Come Soraya, anche i feriti della rivoluzione hanno deciso di boicottare le elezioni. Questo è il loro quinto giorno di sciopero della fame per protestare contro la negligenza riservata dal governo provvisorio agli eroi della caduta del regime. “Abbiamo bisogno di assistenza medica continua e competente, ma le istituzioni fino ad ora non hanno mosso un dito. Del resto non si sono nemmeno preoccupate di stilare una lista ufficiale dei contusi”, riferisce il diciannovenne Whel Karrafi, raggiunto da una pallottola – che l’ha privato del piede destro – il 9 gennaio durante la repressione a Kasserine.
(Foto Ivan Bianchini) |
Secondo le stime raccolte dal gruppo di blogger Nawaat, i cui membri hanno appoggiato l’iniziativa e si sono uniti allo sciopero, sarebbero circa milleduecento le persone ferite tra il 17 dicembre (giorno dell’immolazione di Mohammed Bouazizi) e il 14 gennaio. Per alcuni le condizioni sono gravi e in questi mesi di attesa si sono già registrati diversi decessi. Dopo una serie di promesse mai mantenute, l’ultima quella del Primo ministro Essebsi il 21 settembre, i feriti hanno intensificato le contestazioni, i sit-in di fronte all’ospedale militare e ai gabinetti ministeriali, ed hanno fondato il collettivo Nsitni (“mi hai dimenticato” in dialetto tunisino) di cui fanno parte alcune associazioni, singoli attivisti e personale sanitario che si adopera volontariamente per le cure più immediate.
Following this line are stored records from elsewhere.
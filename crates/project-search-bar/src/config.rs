//! Configuration for ProjectSearchBar.
//!
//! Everything is read from `PROJECTSEARCHBAR_*` environment variables; the CLI
//! layers its flags on top.

use std::path::{Path, PathBuf};
use std::time::Duration;

/// arXiv endpoints and client constants.
pub mod arxiv {
    use std::time::Duration;

    /// OAI-PMH harvesting endpoint.
    pub const OAI_ENDPOINT: &str = "https://export.arxiv.org/oai2";

    /// Atom query API used for metadata enrichment.
    pub const ATOM_API: &str = "http://export.arxiv.org/api/query";

    /// Base URL for e-print (LaTeX source) downloads.
    pub const EPRINT_BASE: &str = "https://arxiv.org/e-print";

    /// Timeout for metadata and listing requests.
    pub const REQUEST_TIMEOUT: Duration = Duration::from_secs(60);

    /// Timeout for e-print tarball downloads.
    pub const DOWNLOAD_TIMEOUT: Duration = Duration::from_secs(90);

    /// Connection timeout.
    pub const CONNECT_TIMEOUT: Duration = Duration::from_secs(10);

    /// arXiv asks for no more than one request every three seconds.
    pub const POLITE_DELAY: Duration = Duration::from_secs(3);

    /// Metadata cache TTL (1 hour).
    pub const CACHE_TTL: Duration = Duration::from_secs(3600);

    /// Maximum cached metadata responses.
    pub const CACHE_MAX_SIZE: u64 = 1000;

    /// Maximum retries for transient failures.
    pub const MAX_RETRIES: u32 = 3;

    /// Ids per Atom `id_list` request.
    pub const METADATA_BATCH: usize = 20;

    /// User-Agent product token.
    pub const USER_AGENT: &str = "ProjectSearchBar/1.0";
}

/// Ranking constants.
pub mod ranking {
    /// BM25 term-frequency saturation.
    pub const BM25_K1: f32 = 1.5;

    /// BM25 length normalisation.
    pub const BM25_B: f32 = 0.75;

    /// Reciprocal rank fusion damping constant.
    pub const RRF_K: f32 = 60.0;

    /// Field weights applied to term frequencies at index time.
    pub const WEIGHT_TITLE: f32 = 3.0;
    pub const WEIGHT_ABSTRACT: f32 = 2.0;
    pub const WEIGHT_BODY: f32 = 1.0;

    /// Weight of the `\command` expansion added for words naming a math symbol.
    pub const MATH_ALIAS_WEIGHT: f32 = 0.5;

    /// Default and maximum page sizes.
    pub const DEFAULT_LIMIT: usize = 20;
    pub const MAX_LIMIT: usize = 100;
}

/// Server defaults.
pub mod server {
    /// Default bind host.
    pub const HOST: &str = "127.0.0.1";

    /// Default bind port.
    pub const PORT: u16 = 8360;

    /// Maximum in-flight HTTP requests.
    pub const MAX_CONCURRENT_REQUESTS: usize = 64;
}

/// Chat model defaults.
pub mod llm {
    use std::time::Duration;

    /// Base URL used when only an API key is configured.
    pub const DEFAULT_BASE_URL: &str = "https://api.openai.com/v1";

    /// Default chat model.
    pub const DEFAULT_MODEL: &str = "gpt-4o-mini";

    /// Chat completion timeout.
    pub const REQUEST_TIMEOUT: Duration = Duration::from_secs(120);
}

/// Chat model endpoint settings.
#[derive(Clone)]
pub struct LlmConfig {
    /// OpenAI-compatible base URL (`.../v1`).
    pub base_url: String,

    /// Model name.
    pub model: String,

    /// Bearer token (optional for local servers).
    pub api_key: Option<String>,

    /// Sampling temperature.
    pub temperature: f32,

    /// Completion timeout.
    pub request_timeout: Duration,
}

impl std::fmt::Debug for LlmConfig {
    fn fmt(&self, f: &mut std::fmt::Formatter<'_>) -> std::fmt::Result {
        f.debug_struct("LlmConfig")
            .field("base_url", &self.base_url)
            .field("model", &self.model)
            .field("has_api_key", &self.api_key.is_some())
            .finish()
    }
}

/// Application configuration.
#[derive(Debug, Clone)]
pub struct Config {
    /// Root data directory (database, vectors, papers).
    pub data_dir: PathBuf,

    /// Directory holding downloaded paper sources.
    pub papers_dir: PathBuf,

    /// Static UI directory served at `/`, if any.
    pub ui_dir: Option<PathBuf>,

    /// HTTP bind host.
    pub host: String,

    /// HTTP bind port.
    pub port: u16,

    /// Contact e-mail advertised in the User-Agent.
    pub contact: Option<String>,

    /// Skip arXiv enrichment entirely.
    pub offline: bool,

    /// OAI-PMH endpoint.
    pub oai_url: String,

    /// Atom API endpoint.
    pub atom_url: String,

    /// e-print base URL.
    pub eprint_url: String,

    /// Metadata/listing request timeout.
    pub request_timeout: Duration,

    /// Tarball download timeout.
    pub download_timeout: Duration,

    /// Connection timeout.
    pub connect_timeout: Duration,

    /// Minimum spacing between arXiv requests.
    pub rate_limit_delay: Duration,

    /// Retries for transient arXiv failures.
    pub max_retries: u32,

    /// Metadata cache TTL.
    pub cache_ttl: Duration,

    /// Maximum metadata cache entries.
    pub cache_max_size: u64,

    /// Chat model, when configured.
    pub llm: Option<LlmConfig>,
}

impl Config {
    /// Build a configuration from the process environment.
    ///
    /// Creates the data directory (and its `vectors/` child) if missing.
    pub fn from_env() -> anyhow::Result<Self> {
        let config = Self::from_lookup(|key| std::env::var(key).ok());
        config.ensure_dirs()?;
        Ok(config)
    }

    /// Build a configuration from an arbitrary variable lookup.
    ///
    /// Does not touch the filesystem apart from probing for the default UI directory.
    #[must_use]
    pub fn from_lookup<F>(lookup: F) -> Self
    where
        F: Fn(&str) -> Option<String>,
    {
        let get = |key: &str| lookup(key).map(|v| v.trim().to_string()).filter(|v| !v.is_empty());

        let data_dir = get("PROJECTSEARCHBAR_DATA_DIR")
            .map(|d| expand_home(&d, get("HOME").as_deref()))
            .unwrap_or_else(|| PathBuf::from("data"));

        let papers_dir = get("PROJECTSEARCHBAR_PAPERS")
            .map(|d| expand_home(&d, get("HOME").as_deref()))
            .unwrap_or_else(|| data_dir.join("papers"));

        let ui_dir = get("PROJECTSEARCHBAR_UI_DIR").map(PathBuf::from).or_else(|| {
            let default = PathBuf::from("ui2").join("public");
            default.is_dir().then_some(default)
        });

        let port = get("PROJECTSEARCHBAR_PORT")
            .and_then(|p| p.parse::<u16>().ok())
            .filter(|p| *p != 0)
            .unwrap_or(server::PORT);

        let contact = get("PROJECTSEARCHBAR_CONTACT").filter(|c| c.contains('@'));

        let offline = get("PROJECTSEARCHBAR_OFFLINE").is_some_and(|v| parse_bool(&v));

        let api_key = get("PROJECTSEARCHBAR_LLM_API_KEY").or_else(|| get("OPENAI_API_KEY"));
        let llm_url = get("PROJECTSEARCHBAR_LLM_URL").filter(|u| {
            let valid = is_http_url(u);
            if !valid {
                tracing::warn!(url = %u, "Ignoring PROJECTSEARCHBAR_LLM_URL; expected an http(s) URL");
            }
            valid
        });
        let llm = match (llm_url, api_key) {
            (None, None) => None,
            (url, api_key) => Some(LlmConfig {
                base_url: url
                    .unwrap_or_else(|| llm::DEFAULT_BASE_URL.to_string())
                    .trim_end_matches('/')
                    .to_string(),
                model: get("PROJECTSEARCHBAR_LLM_MODEL")
                    .unwrap_or_else(|| llm::DEFAULT_MODEL.to_string()),
                api_key,
                temperature: 0.2,
                request_timeout: llm::REQUEST_TIMEOUT,
            }),
        };

        Self {
            data_dir,
            papers_dir,
            ui_dir,
            host: get("PROJECTSEARCHBAR_HOST").unwrap_or_else(|| server::HOST.to_string()),
            port,
            contact,
            offline,
            oai_url: arxiv::OAI_ENDPOINT.to_string(),
            atom_url: arxiv::ATOM_API.to_string(),
            eprint_url: arxiv::EPRINT_BASE.to_string(),
            request_timeout: arxiv::REQUEST_TIMEOUT,
            download_timeout: arxiv::DOWNLOAD_TIMEOUT,
            connect_timeout: arxiv::CONNECT_TIMEOUT,
            rate_limit_delay: arxiv::POLITE_DELAY,
            max_retries: arxiv::MAX_RETRIES,
            cache_ttl: arxiv::CACHE_TTL,
            cache_max_size: arxiv::CACHE_MAX_SIZE,
            llm,
        }
    }

    /// Create a test configuration pointing every endpoint at a mock server.
    #[must_use]
    pub fn for_testing(base_url: &str, data_dir: &Path) -> Self {
        Self {
            data_dir: data_dir.to_path_buf(),
            papers_dir: data_dir.join("papers"),
            ui_dir: None,
            host: server::HOST.to_string(),
            port: 0,
            contact: None,
            offline: false,
            oai_url: format!("{}/oai2", base_url),
            atom_url: format!("{}/api/query", base_url),
            eprint_url: format!("{}/e-print", base_url),
            request_timeout: Duration::from_secs(5),
            download_timeout: Duration::from_secs(5),
            connect_timeout: Duration::from_secs(2),
            rate_limit_delay: Duration::from_millis(0), // No delay in tests
            max_retries: 0,
            cache_ttl: Duration::from_secs(0), // No caching in tests
            cache_max_size: 0,
            llm: Some(LlmConfig {
                base_url: format!("{}/v1", base_url),
                model: "test-model".to_string(),
                api_key: Some("test-key".to_string()),
                temperature: 0.0,
                request_timeout: Duration::from_secs(5),
            }),
        }
    }

    /// Path of the SQLite index.
    #[must_use]
    pub fn db_path(&self) -> PathBuf {
        self.data_dir.join("index.sqlite")
    }

    /// Directory reserved for vector exports.
    #[must_use]
    pub fn vectors_dir(&self) -> PathBuf {
        self.data_dir.join("vectors")
    }

    /// User-Agent sent to arXiv, with a `mailto:` when a contact is configured.
    #[must_use]
    pub fn user_agent(&self) -> String {
        match &self.contact {
            Some(email) => format!("{} (mailto:{})", arxiv::USER_AGENT, email),
            None => arxiv::USER_AGENT.to_string(),
        }
    }

    /// Socket address string for the HTTP server.
    #[must_use]
    pub fn bind_addr(&self) -> String {
        format!("{}:{}", self.host, self.port)
    }

    /// Check if a chat model is configured.
    #[must_use]
    pub const fn has_llm(&self) -> bool {
        self.llm.is_some()
    }

    /// Create the data and vectors directories.
    pub fn ensure_dirs(&self) -> std::io::Result<()> {
        std::fs::create_dir_all(&self.data_dir)?;
        std::fs::create_dir_all(self.vectors_dir())?;
        Ok(())
    }
}

impl Default for Config {
    fn default() -> Self {
        Self::from_lookup(|_| None)
    }
}

fn expand_home(path: &str, home: Option<&str>) -> PathBuf {
    match (path.strip_prefix("~/"), home) {
        (Some(rest), Some(home)) => Path::new(home).join(rest),
        _ => PathBuf::from(path),
    }
}

fn is_http_url(value: &str) -> bool {
    url::Url::parse(value).is_ok_and(|u| matches!(u.scheme(), "http" | "https") && u.has_host())
}

fn parse_bool(value: &str) -> bool {
    matches!(value.to_ascii_lowercase().as_str(), "1" | "true" | "yes" | "on")
}

#[cfg(test)]
mod tests {
    use std::collections::HashMap;

    use super::*;

    fn lookup(vars: &[(&str, &str)]) -> impl Fn(&str) -> Option<String> {
        let map: HashMap<String, String> =
            vars.iter().map(|(k, v)| ((*k).to_string(), (*v).to_string())).collect();
        move |key| map.get(key).cloned()
    }

    #[test]
    fn test_config_defaults() {
        let config = Config::from_lookup(lookup(&[]));
        assert_eq!(config.data_dir, PathBuf::from("data"));
        assert_eq!(config.papers_dir, PathBuf::from("data").join("papers"));
        assert_eq!(config.host, "127.0.0.1");
        assert_eq!(config.port, 8360);
        assert!(!config.offline);
        assert!(!config.has_llm());
        assert_eq!(config.db_path(), PathBuf::from("data").join("index.sqlite"));
    }

    #[test]
    fn test_invalid_port_falls_back() {
        let config = Config::from_lookup(lookup(&[("PROJECTSEARCHBAR_PORT", "")]));
        assert_eq!(config.port, 8360);
        let config = Config::from_lookup(lookup(&[("PROJECTSEARCHBAR_PORT", "not-a-port")]));
        assert_eq!(config.port, 8360);
        let config = Config::from_lookup(lookup(&[("PROJECTSEARCHBAR_PORT", "9000")]));
        assert_eq!(config.port, 9000);
    }

    #[test]
    fn test_papers_dir_follows_data_dir() {
        let config = Config::from_lookup(lookup(&[("PROJECTSEARCHBAR_DATA_DIR", "/srv/psb")]));
        assert_eq!(config.papers_dir, PathBuf::from("/srv/psb/papers"));

        let config = Config::from_lookup(lookup(&[
            ("PROJECTSEARCHBAR_DATA_DIR", "/srv/psb"),
            ("PROJECTSEARCHBAR_PAPERS", "~/arxiv_tex"),
            ("HOME", "/home/reader"),
        ]));
        assert_eq!(config.papers_dir, PathBuf::from("/home/reader/arxiv_tex"));
    }

    #[test]
    fn test_user_agent_requires_email() {
        let config = Config::from_lookup(lookup(&[("PROJECTSEARCHBAR_CONTACT", "nobody")]));
        assert_eq!(config.user_agent(), "ProjectSearchBar/1.0");

        let config = Config::from_lookup(lookup(&[("PROJECTSEARCHBAR_CONTACT", " a@b.org ")]));
        assert_eq!(config.user_agent(), "ProjectSearchBar/1.0 (mailto:a@b.org)");
    }

    #[test]
    fn test_llm_from_api_key_only() {
        let config = Config::from_lookup(lookup(&[("OPENAI_API_KEY", "sk-test")]));
        let llm = config.llm.expect("llm configured");
        assert_eq!(llm.base_url, "https://api.openai.com/v1");
        assert_eq!(llm.model, "gpt-4o-mini");
    }

    #[test]
    fn test_llm_debug_hides_key() {
        let config = Config::from_lookup(lookup(&[
            ("PROJECTSEARCHBAR_LLM_URL", "http://localhost:11434/v1/"),
            ("PROJECTSEARCHBAR_LLM_API_KEY", "super-secret"),
        ]));
        let llm = config.llm.expect("llm configured");
        assert_eq!(llm.base_url, "http://localhost:11434/v1");
        let debug = format!("{llm:?}");
        assert!(!debug.contains("super-secret"));
    }

    #[test]
    fn test_llm_url_must_be_http() {
        let config = Config::from_lookup(lookup(&[
            ("PROJECTSEARCHBAR_LLM_URL", "localhost:8080/v1"),
            ("PROJECTSEARCHBAR_LLM_API_KEY", "k"),
        ]));
        assert_eq!(config.llm.unwrap().base_url, llm::DEFAULT_BASE_URL);

        let config = Config::from_lookup(lookup(&[("PROJECTSEARCHBAR_LLM_URL", "http://127.0.0.1:8080/v1/")]));
        assert_eq!(config.llm.unwrap().base_url, "http://127.0.0.1:8080/v1");
    }

    #[test]
    fn test_offline_flag() {
        let config = Config::from_lookup(lookup(&[("PROJECTSEARCHBAR_OFFLINE", "yes")]));
        assert!(config.offline);
    }
}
“Lo Stato deve provvedere al ricovero urgente e alle terapie, oltre a farsi carico di tutte le spese. Il decreto deve essere approvato subito, prima che l’esecutivo ad interim rimetta l’incarico nelle mani dell’assemblea, altrimenti passerà altro tempo e perderemo altre vite umane. In più deve garantire l’attribuzione di una pensione vitalizia. L’indennizzo di tremila dirhams (circa millecinquecento euro) che gli è stato assegnato nei mesi scorsi è ridicolo e mi auguro che rimanga una misura provvisoria”, afferma il blogger Houssem Haylaoui nel presentare le rivendicazioni del collettivo, riunito a Tunisi in un piccolo appartamento di rue de Kasbah. “Sono i nostri martiri – conclude il cyber dissidente – e invece di glorificarli li abbandoniamo alle loro sofferenze. E’ grazie al loro coraggio che oggi quattro milioni di tunisini parteciperanno ad elezioni democratiche. Elezioni che moralmente abbiamo già perso. L’oblio e l’indifferenza del governo, dei partiti e dei media nazionali, mi impedisce di celebrare una giornata che ritengo comunque fondamentale, un evento per cui ho lottato tutta la mia vita”.